I got that video from my brother-in-law this morning and thought it was nice.
Later I got a text message from one of our auditors who was resigning saying that he suddenly felt sad leaving and thanked me because he learned a lot from me. I was touched of course and got misty eyed and realized that unlike Nicole from the video, I am lucky that I get appreciated for my efforts… of course there was also an added thought that other people appreciate you more than your family since the things you do for your loved ones are kind of expected… a given.

Tonight my friend asked if I get misty eyed every time somebody praises me and I said “No.” There are times that I do long for appreciation but often times I don’t really like being praised. It makes me conscious of the thing I have done well (as others see it) and somehow it lessens the joy of doing something because I would ask myself if I did it so I get noticed or I did it because I wanted to. Nicole is right, invisibility is actually a cure for self righteousness. But I would not really want to be invisible to the point of not being noticed… that I don’t exist! Ahhh I think that would be terrible! I just don’t want it to be focused on the things I do.

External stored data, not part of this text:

//! Typed command set: one call per opcode.
//!
//! Every method builds the CDB, runs it through the transport and validates
//! the response block length. Transport errors pass through unchanged.

use tracing::warn;

use crate::scsi::{
    self, FilmStatus, InquiryData, LampInfo, ScanMode, WindowInfo, opcode, sense_key,
};
use crate::transport::{DataPhase, exec_scsi};
use crate::types::{Result, ScannerError};
use crate::usb::UsbPipe;

/// Front-panel LED codes for [`Scanner::control_led`]
pub mod led {
    pub const OFF: u8 = 0;
    pub const ON: u8 = 1;
    pub const BLINK: u8 = 2;
}

/// Carriage / holder axis codes for [`Scanner::move_position`]
pub mod axis {
    /// Scan carriage; position 0 is the home sensor
    pub const CARRIAGE: u8 = 0;
    /// Film holder
    pub const HOLDER: u8 = 1;
}

/// Highest frame code accepted by set-frame
pub const MAX_FRAME_CODE: u8 = 12;

/// Typed command interface over one USB pipe.
///
/// The pipe is owned: the scanner hardware supports exactly one host-side
/// user and the exclusive interface claim enforces it.
pub struct Scanner<P: UsbPipe> {
    pipe: P,
}

impl<P: UsbPipe> Scanner<P> {
    pub fn new(pipe: P) -> Self {
        Self { pipe }
    }

    pub fn pipe(&self) -> &P {
        &self.pipe
    }

    /// Device identification. A vendor/product mismatch is logged but not
    /// fatal: clone hardware answers the same command set.
    pub fn inquiry(&self) -> Result<InquiryData> {
        let cdb = [opcode::INQUIRY, 0, 0, 0, InquiryData::SIZE as u8, 0];
        let mut raw = [0u8; InquiryData::SIZE];
        exec_scsi(&self.pipe, &cdb, DataPhase::In(&mut raw))?;
        let inq = InquiryData::from_bytes(raw);
        if !inq.is_fs4000() {
            warn!(
                vendor = %inq.vendor_str(),
                product = %inq.product_str(),
                "device does not identify as an FS4000US"
            );
        }
        Ok(inq)
    }

    /// Ready probe. A not-ready check condition is reported as
    /// [`ScannerError::DeviceBusy`] so callers can poll.
    pub fn test_unit_ready(&self) -> Result<()> {
        let cdb = [opcode::TEST_UNIT_READY, 0, 0, 0, 0, 0];
        match exec_scsi(&self.pipe, &cdb, DataPhase::None) {
            Err(ScannerError::Sense { key, .. }) if key == sense_key::NOT_READY => {
                Err(ScannerError::DeviceBusy)
            }
            other => other,
        }
    }

    pub fn reserve_unit(&self) -> Result<()> {
        let cdb = [opcode::RESERVE_UNIT, 0, 0, 0, 0, 0];
        exec_scsi(&self.pipe, &cdb, DataPhase::None)
    }

    pub fn release_unit(&self) -> Result<()> {
        let cdb = [opcode::RELEASE_UNIT, 0, 0, 0, 0, 0];
        exec_scsi(&self.pipe, &cdb, DataPhase::None)
    }

    /// Vendor flavour of reserve-unit. Not part of the normal scan
    /// sequence; kept for parity with the device command set.
    pub fn reserve_unit_vendor(&self) -> Result<()> {
        let cdb = [opcode::RESERVE_VENDOR, 0, 0, 0, 0, 0];
        exec_scsi(&self.pipe, &cdb, DataPhase::None)
    }

    pub fn get_film_status(&self) -> Result<FilmStatus> {
        let mut raw = [0u8; FilmStatus::SIZE];
        let cdb = [
            opcode::GET_FILM_STATUS,
            0,
            0,
            0,
            0,
            0,
            0,
            0,
            FilmStatus::SIZE as u8,
            0,
        ];
        exec_scsi(&self.pipe, &cdb, DataPhase::In(&mut raw))?;
        FilmStatus::from_slice(&raw)
    }

    pub fn get_lamp(&self) -> Result<LampInfo> {
        let mut raw = [0u8; LampInfo::SIZE];
        let cdb = [
            opcode::GET_LAMP,
            0,
            0,
            0,
            0,
            0,
            0,
            0,
            LampInfo::SIZE as u8,
            0,
        ];
        exec_scsi(&self.pipe, &cdb, DataPhase::In(&mut raw))?;
        LampInfo::from_slice(&raw)
    }

    pub fn get_scan_mode(&self) -> Result<ScanMode> {
        let mut raw = [0u8; ScanMode::SIZE];
        let cdb = [
            opcode::GET_SCAN_MODE,
            0,
            0,
            0,
            0,
            0,
            0,
            0,
            ScanMode::SIZE as u8,
            0,
        ];
        exec_scsi(&self.pipe, &cdb, DataPhase::In(&mut raw))?;
        ScanMode::from_slice(&raw)
    }

    pub fn put_scan_mode(&self, mode: &ScanMode) -> Result<()> {
        let cdb = [
            opcode::PUT_SCAN_MODE,
            0,
            0,
            0,
            0,
            0,
            0,
            0,
            ScanMode::SIZE as u8,
            0,
        ];
        exec_scsi(&self.pipe, &cdb, DataPhase::Out(mode.as_bytes()))
    }

    pub fn get_window(&self) -> Result<WindowInfo> {
        let mut raw = [0u8; WindowInfo::SIZE];
        let len = (WindowInfo::SIZE as u32).to_be_bytes();
        let cdb = [
            opcode::GET_WINDOW,
            0,
            0,
            0,
            0,
            0,
            len[1],
            len[2],
            len[3],
            0,
        ];
        exec_scsi(&self.pipe, &cdb, DataPhase::In(&mut raw))?;
        WindowInfo::from_slice(&raw)
    }

    pub fn put_window(&self, window: &WindowInfo) -> Result<()> {
        let len = (WindowInfo::SIZE as u32).to_be_bytes();
        let cdb = [
            opcode::SET_WINDOW,
            0,
            0,
            0,
            0,
            0,
            len[1],
            len[2],
            len[3],
            0,
        ];
        exec_scsi(&self.pipe, &cdb, DataPhase::Out(window.as_bytes()))
    }

    /// Size of the data the device is about to stream: (lines, bytes per
    /// line). Must be issued between scan and the first bulk read.
    pub fn get_data_status(&self) -> Result<(u32, u32)> {
        let mut raw = [0u8; scsi::DATA_STATUS_LEN];
        let cdb = [
            opcode::GET_DATA_STATUS,
            0,
            0,
            0,
            0,
            0,
            0,
            0,
            scsi::DATA_STATUS_LEN as u8,
            0,
        ];
        exec_scsi(&self.pipe, &cdb, DataPhase::In(&mut raw))?;
        scsi::parse_data_status(&raw)
    }

    pub fn set_lamp(&self, visible: bool, infrared: bool) -> Result<()> {
        let cdb = [
            opcode::SET_LAMP,
            visible as u8,
            infrared as u8,
            0,
            0,
            0,
        ];
        exec_scsi(&self.pipe, &cdb, DataPhase::None)
    }

    /// Select the frame code: bit 0 selects a left-to-right scan, the
    /// remaining bits select the motion policy. Code 0 before other moves
    /// re-arms the home sensor.
    pub fn set_frame(&self, code: u8) -> Result<()> {
        if code > MAX_FRAME_CODE {
            return Err(ScannerError::InvalidParameter(format!(
                "frame code {code} out of range 0..={MAX_FRAME_CODE}"
            )));
        }
        let cdb = [opcode::SET_FRAME, 0, 0, code, 0, 0];
        exec_scsi(&self.pipe, &cdb, DataPhase::None)
    }

    /// Move the carriage (`axis::CARRIAGE`, position 0 homes it) or the
    /// film holder (`axis::HOLDER`).
    pub fn move_position(&self, axis: u8, mode: u8, position: u16) -> Result<()> {
        let cdb = [opcode::MOVE_POSITION, 0, 0, 0, 0, 0, 0, 0, 6, 0];
        let mut block = [0u8; 6];
        block[0..2].copy_from_slice(&(axis as u16).to_be_bytes());
        block[2..4].copy_from_slice(&(mode as u16).to_be_bytes());
        block[4..6].copy_from_slice(&position.to_be_bytes());
        exec_scsi(&self.pipe, &cdb, DataPhase::Out(&block))
    }

    /// Autofocus / auto-exposure sweep. `(1, 0, 0, 0, 500, 3500)` is the
    /// focus-only parameter set.
    pub fn execute_afae(
        &self,
        mode: u8,
        p1: u8,
        p2: u8,
        p3: u8,
        window_start: u16,
        window_end: u16,
    ) -> Result<()> {
        let cdb = [opcode::EXECUTE_AFAE, 0, 0, 0, 0, 0, 0, 0, 8, 0];
        let mut block = [0u8; 8];
        block[0] = mode;
        block[1] = p1;
        block[2] = p2;
        block[3] = p3;
        block[4..6].copy_from_slice(&window_start.to_be_bytes());
        block[6..8].copy_from_slice(&window_end.to_be_bytes());
        exec_scsi(&self.pipe, &cdb, DataPhase::Out(&block))
    }

    /// Start the programmed acquisition
    pub fn scan(&self) -> Result<()> {
        let cdb = [opcode::SCAN, 0, 0, 0, 0, 0, 0, 0, 0, 0];
        exec_scsi(&self.pipe, &cdb, DataPhase::None)
    }

    /// Cancel the current device operation
    pub fn cancel(&self) -> Result<()> {
        let cdb = [opcode::CANCEL, 0, 0, 0, 0, 0];
        exec_scsi(&self.pipe, &cdb, DataPhase::None)
    }

    /// Bulk read of scan data into `buf`. The buffer length must be a
    /// 24-bit quantity; a short read from the device is a hard error.
    pub fn read(&self, buf: &mut [u8]) -> Result<()> {
        if buf.is_empty() || buf.len() > 0xFF_FFFF {
            return Err(ScannerError::InvalidParameter(format!(
                "bulk read of {} bytes out of range",
                buf.len()
            )));
        }
        let len = (buf.len() as u32).to_be_bytes();
        let cdb = [opcode::READ, 0, 0, 0, 0, 0, len[1], len[2], len[3], 0];
        exec_scsi(&self.pipe, &cdb, DataPhase::In(buf))
    }

    pub fn control_led(&self, code: u8) -> Result<()> {
        let cdb = [opcode::CONTROL_LED, code, 0, 0, 0, 0];
        exec_scsi(&self.pipe, &cdb, DataPhase::None)
    }
}

// ============================================================================
// Front-end value encodings
// ============================================================================

/// Encode an analog offset for the CCD front-end: clamp to ±255, negatives
/// become `256 - value`.
pub fn encode_analog_offset(offset: i16) -> u16 {
    let clamped = offset.clamp(-255, 255);
    if clamped < 0 {
        (256 - clamped as i32) as u16
    } else {
        clamped as u16
    }
}

/// Inverse of [`encode_analog_offset`]
pub fn decode_analog_offset(raw: u16) -> i16 {
    if raw > 256 {
        (256 - raw as i32) as i16
    } else {
        raw as i16
    }
}

/// Sample-mod mode bits for the scan-mode block, by input bit depth. Mode 0
/// is rejected by the device in 8-bit input, hence the 0x03 there.
pub fn sample_mod_code(in_mode: u8) -> u8 {
    match in_mode {
        8 => 0x03,
        16 => 0x02,
        _ => 0x00,
    }
}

Nicole mentioned that even if others don’t see you, God sees you and it also made me think of St. Ignatius of Loyola’s prayer as often times sang in church…

Dearest Lord, teach me to be generous.
Teach me to serve you as I should;
to give and not to count the cost;
to fight and not to heed the wounds;
to toil and not to seek for rest;
to labor and ask not for reward, save that of knowing
that I do Your most holy will.


Amen.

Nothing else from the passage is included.